My stories always painted him in different shades—but always as the hero—and they always ended the same: me, the baby slung over his shoulder, staring out at the world from that high perch. That image was my definition of safety, even if the ground beneath was always only caving more.

Looking back, I think writing was survival. Some kids had diaries with locks. I had a couple of notebooks, more often loose pages—the light grey kind with soft lines you’d get from school—filled with versions of life I wanted to believe in.

Escape routes, reminders of who not to be, and many warnings. None of it lasted long. I was always destroying them so the adults around me wouldn’t read them. Privacy wasn’t a thing in my world. And if people caught me writing short stories about my dad rescuing us, that was a problem in itself. Writing was my way of releasing something—one thing or another—so I could breathe.

Years later, like all of my stories, Closing Costs started the same way—with something I couldn’t shake. An image. A conversation about an awful tragedy. And while I didn’t live it, I couldn’t let go of it once it got into my head. I tend to hyperfixate on tragedies, especially other people’s tragedies. They just sit with me, digging in. I find myself circling the same questions: How do people go on after the worst happens? What does recovery even look like when the unimaginable leaves its mark?

At first, that image shaped the story. It was dark, raw, and stuck in me. It was meant to be a mystery—a murder mystery. But as the words piled up, the focus shifted. A minor change here, another there. And then, as the characters grew, they began to dictate the story. The more I wrote, the more they twisted, moved, and refused to stay in the roles I thought I had planned for them. And then one day, they simply fit—and it only made sense in one way.

It was always about a murder mystery among midlife women—friends moving through their awakenings, their starting overs—and how this tragedy-turned-mystery would break them, or maybe reveal them. There was always going to be romance, deep relationships, and choices. But as David developed in particular, he refused to stay where I tried to put him. The story grew legs and ran in the only direction I could keep writing.

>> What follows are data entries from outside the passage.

//! The single per-frame driver.
//!
//! The host calls [`FrameLoop::tick`] once per display frame (from
//! `requestAnimationFrame`, a native loop, or a test). Registered callbacks
//! run in registration order with the same [`FrameTime`].

use std::cell::RefCell;

use cinescroll_common::clock::{FrameClock, FrameTime};

use crate::registry::{CallbackRegistry, Registration};

/// Frame callback scheduler.
pub struct FrameLoop {
    clock: RefCell<FrameClock>,
    callbacks: CallbackRegistry<FrameTime>,
}

impl Default for FrameLoop {
    fn default() -> Self {
        Self::new()
    }
}

impl FrameLoop {
    pub fn new() -> Self {
        Self {
            clock: RefCell::new(FrameClock::start()),
            callbacks: CallbackRegistry::new(),
        }
    }

    /// Run `callback` every frame until the registration is dropped.
    pub fn register(&self, callback: impl FnMut(&FrameTime) + 'static) -> Registration {
        let registration = self.callbacks.register(callback);
        tracing::trace!(callbacks = self.callbacks.len(), "Frame callback registered");
        registration
    }

    /// Advance the clock to `time_ms` and run every callback.
    pub fn tick(&self, time_ms: f64) -> FrameTime {
        let frame = self.clock.borrow_mut().advance(time_ms);
        self.callbacks.emit(&frame);
        frame
    }

    /// Number of live frame callbacks.
    pub fn callback_count(&self) -> usize {
        self.callbacks.len()
    }

    /// Frames ticked so far.
    pub fn frames(&self) -> u64 {
        self.clock.borrow().frames()
    }
}

#[cfg(test)]
mod tests {
    use super::*;
    use std::cell::Cell;
    use std::rc::Rc;

    #[test]
    fn test_tick_runs_callbacks_with_deltas() {
        let frame_loop = FrameLoop::new();
        let deltas = Rc::new(RefCell::new(Vec::new()));
        let _reg = {
            let deltas = deltas.clone();
            frame_loop.register(move |ft| deltas.borrow_mut().push(ft.delta_ms))
        };

        frame_loop.tick(1000.0);
        frame_loop.tick(1016.0);
        frame_loop.tick(1032.0);

        assert_eq!(*deltas.borrow(), vec![0.0, 16.0, 16.0]);
        assert_eq!(frame_loop.frames(), 3);
    }

    #[test]
    fn test_dropped_registration_stops_callbacks() {
        let frame_loop = FrameLoop::new();
        let count = Rc::new(Cell::new(0));
        let reg = {
            let count = count.clone();
            frame_loop.register(move |_| count.set(count.get() + 1))
        };

        frame_loop.tick(0.0);
        assert_eq!(frame_loop.callback_count(), 1);
        drop(reg);
        frame_loop.tick(16.0);

        assert_eq!(count.get(), 1);
        assert_eq!(frame_loop.callback_count(), 0);
    }
}
impl AxisTrack {
    /// Build a track, validating anchor order.
    pub fn new(anchors: Vec<AxisAnchor>) -> Result<Self, TrackError> {
        let track = Self { anchors };
        track.validate("track")?;
        Ok(track)
    }

    /// Wrap anchors already known to be ordered. Checked by `validate`.
    pub(crate) fn from_sorted(anchors: Vec<AxisAnchor>) -> Self {
        Self { anchors }
    }

    /// A track that holds one value for all progress.
    pub fn constant(value: f64) -> Self {
        Self {
            anchors: vec![AxisAnchor::new(0.0, value, EasingFunction::Linear)],
        }
    }

    pub fn anchors(&self) -> &[AxisAnchor] {
        &self.anchors
    }

    pub fn is_empty(&self) -> bool {
        self.anchors.is_empty()
    }

    /// Append an anchor after the current last one.
    pub fn push(&mut self, anchor: AxisAnchor) -> Result<(), TrackError> {
        check_anchor(&anchor, "track")?;
        if let Some(last) = self.anchors.last() {
            if anchor.at <= last.at {
                return Err(TrackError::NotIncreasing {
                    axis: "track".to_string(),
                    at: anchor.at,
                });
            }
        }
        self.anchors.push(anchor);
        Ok(())
    }

    /// Value at `progress`.
    ///
    /// Finds the bracketing pair `prev.at <= p < next.at`, normalizes the
    /// local `t`, applies the arriving anchor's easing, and interpolates.
    /// Progress before the first anchor reads the first value; progress at
    /// or after the last anchor reads the last value.
    pub fn value_at(&self, progress: f64) -> f64 {
        let (first, last) = match (self.anchors.first(), self.anchors.last()) {
            (Some(first), Some(last)) => (first, last),
            _ => return 0.0,
        };
        let p = if progress.is_nan() { 0.0 } else { progress };
        if p <= first.at {
            return first.value;
        }
        if p >= last.at {
            return last.value;
        }

        let idx = self.anchors.partition_point(|a| a.at <= p);
        let prev = &self.anchors[idx - 1];
        let next = &self.anchors[idx];

        let span = next.at - prev.at;
        let t = (p - prev.at) / span;
        prev.value + (next.value - prev.value) * next.easing.apply(t)
    }

    fn validate(&self, axis: &str) -> Result<(), TrackError> {
        let mut prev: Option<f64> = None;
        for anchor in &self.anchors {
            check_anchor(anchor, axis)?;
            if let Some(prev_at) = prev {
                if anchor.at <= prev_at {
                    return Err(TrackError::NotIncreasing {
                        axis: axis.to_string(),
                        at: anchor.at,
                    });
                }
            }
            prev = Some(anchor.at);
        }
        Ok(())
    }

    fn last_at(&self) -> Option<f64> {
        self.anchors.last().map(|a| a.at)
    }
}
//! Act I skyline: three parallax layers of buildings with flickering windows.

use rand::Rng;
use serde::Serialize;

use cinescroll_scroll_core::layer::FrameContext;
use cinescroll_story_model::vector::Vec3;

use crate::entity::Transform;
use crate::rng::LayoutRng;

/// Chance per building per frame that its windows flicker.
pub const FLICKER_PROBABILITY: f64 = 0.005;

/// Depth band of a building layer.
#[derive(Debug, Clone, Copy, PartialEq, Eq, Hash, Serialize)]
#[serde(rename_all = "snake_case")]
pub enum LayerKind {
    Back,
    Mid,
    Fore,
}

/// Generation and styling parameters for one layer.
#[derive(Debug, Clone, Copy, PartialEq)]
pub struct LayerSettings {
    pub x_spread: f64,
    pub height_min: f64,
    pub height_max: f64,
    pub width_min: f64,
    pub width_max: f64,
    /// Window glow at rest.
    pub window_intensity: f64,
    pub base_color: &'static str,
    pub window_color: &'static str,
}

impl LayerKind {
    pub fn settings(&self) -> LayerSettings {
        match self {
            LayerKind::Fore => LayerSettings {
                x_spread: 60.0,
                height_min: 3.0,
                height_max: 8.0,
                width_min: 0.8,
                width_max: 1.5,
                window_intensity: 0.15,
                base_color: "#0a0a0c",
                window_color: "#ffb347",
            },
            LayerKind::Mid => LayerSettings {
                x_spread: 80.0,
                height_min: 5.0,
                height_max: 14.0,
                width_min: 0.6,
                width_max: 1.2,
                window_intensity: 0.08,
                base_color: "#08080a",
                window_color: "#ffa500",
            },
            LayerKind::Back => LayerSettings {
                x_spread: 100.0,
                height_min: 8.0,
                height_max: 20.0,
                width_min: 0.4,
                width_max: 1.0,
                window_intensity: 0.04,
                base_color: "#060608",
                window_color: "#ff8c00",
            },
        }
    }

    fn stream(&self) -> u64 {
        match self {
            LayerKind::Back => 1,
            LayerKind::Mid => 2,
            LayerKind::Fore => 3,
        }
    }
}

#[derive(Debug, Clone, PartialEq, Serialize)]
pub struct Building {
    /// Centre of the box, relative to its layer.
    pub position: Vec3,
    pub width: f64,
    pub height: f64,
    pub depth: f64,
    /// Window emissive intensity this frame.
    pub window_intensity: f64,
}

/// One depth band of the skyline.
#[derive(Debug, Clone, PartialEq, Serialize)]
pub struct BuildingLayer {
    pub kind: LayerKind,
    pub z_offset: f64,
    pub parallax_multiplier: f64,
    pub buildings: Vec<Building>,
    pub transform: Transform,
}

impl BuildingLayer {
    /// Lay out `count` buildings spread evenly along x with seeded jitter.
    pub fn generate(
        kind: LayerKind,
        z_offset: f64,
        count: usize,
        parallax_multiplier: f64,
        rng: &LayoutRng,
    ) -> Self {
        let mut rng = rng.fork(kind.stream());
        let s = kind.settings();
        let buildings = (0..count)
            .map(|i| {
                let x = (i as f64 / count as f64 - 0.5) * s.x_spread + rng.centered(1.5);
                let height = rng.range(s.height_min, s.height_max);
                let width = rng.range(s.width_min, s.width_max);
                let depth = rng.range(0.5, 1.5);
                let z = z_offset + rng.centered(1.0);
                Building {
                    position: Vec3::new(x, height / 2.0 - 0.5, z),
                    width,
                    height,
                    depth,
                    window_intensity: s.window_intensity,
                }
            })
            .collect();

        Self {
            kind,
            z_offset,
            parallax_multiplier,
            buildings,
            transform: Transform::default(),
        }
    }

    /// Parallax, sway and window flicker for one frame.
    pub fn animate(&mut self, ctx: &FrameContext, rng: &mut impl Rng) {
        self.transform.position.x = ctx.camera.position.x * self.parallax_multiplier * 0.1;
        self.transform.position.y = (ctx.elapsed_secs * 0.3).sin() * 0.01;

        let rest = self.kind.settings().window_intensity;
        for building in &mut self.buildings {
            if rng.random::<f64>() < FLICKER_PROBABILITY {
                building.window_intensity = rest * rng.random_range(0.8..1.2);
            }
        }
    }
}

/// The full skyline.
#[derive(Debug, Clone, PartialEq, Serialize)]
pub struct City {
    pub layers: Vec<BuildingLayer>,
    pub transform: Transform,
}

impl City {
    pub fn generate(rng: &LayoutRng) -> Self {
        Self {
            layers: vec![
                BuildingLayer::generate(LayerKind::Back, -35.0, 40, 0.3, rng),
                BuildingLayer::generate(LayerKind::Mid, -20.0, 35, 0.6, rng),
                BuildingLayer::generate(LayerKind::Fore, -8.0, 25, 1.0, rng),
            ],
            transform: Transform::at(Vec3::new(0.0, 0.0, -5.0)),
        }
    }

    pub fn animate(&mut self, ctx: &FrameContext, rng: &mut impl Rng) {
        // Slow breathing of the whole skyline.
        self.transform.position.y = (ctx.elapsed_secs * 0.2).sin() * 0.015;
        for layer in &mut self.layers {
            layer.animate(ctx, rng);
        }
    }

    pub fn layer(&self, kind: LayerKind) -> Option<&BuildingLayer> {
        self.layers.iter().find(|l| l.kind == kind)
    }

    pub fn building_count(&self) -> usize {
        self.layers.iter().map(|l| l.buildings.len()).sum()
    }
}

That happens to me a lot. I have four dozen stories, all unfinished, because when they morph and I don’t run with it, I get writer’s block and can’t finish. I fight what is pulling me to write the story as it wants to be written… and eventually I can’t continue. So they sit. And wait. Like me. Or like I once did.

Maybe that’s what writing has always been for me. I start with something I can’t put down—a boy on a beach, a father’s shadow, an image that won’t leave me alone—and I follow it until it shifts into something new. Writing never erases the weight, but it changes the shape of it. It makes it possible to carry. Or it sparks enough hope to keep believing in the impossible.

I don’t really consider myself an author. I don’t write pretty, fluffy words you get lost in. I don’t like metaphors, and fancy language has never been my strong suit. I write how life sounds. How people sound. How a story would be told if we were sitting around a campfire drinking a beer. I’m a storyteller—not Ernest Hemingway or Pat Conroy. And for me, it works.

So this is where I start—with Closing Costs. The story morphed so hard it became the fastest book I’ve ever completed. Because for once, I didn’t fight where it wanted to go. I listened to what it wanted to be, and I followed it this time. I followed me.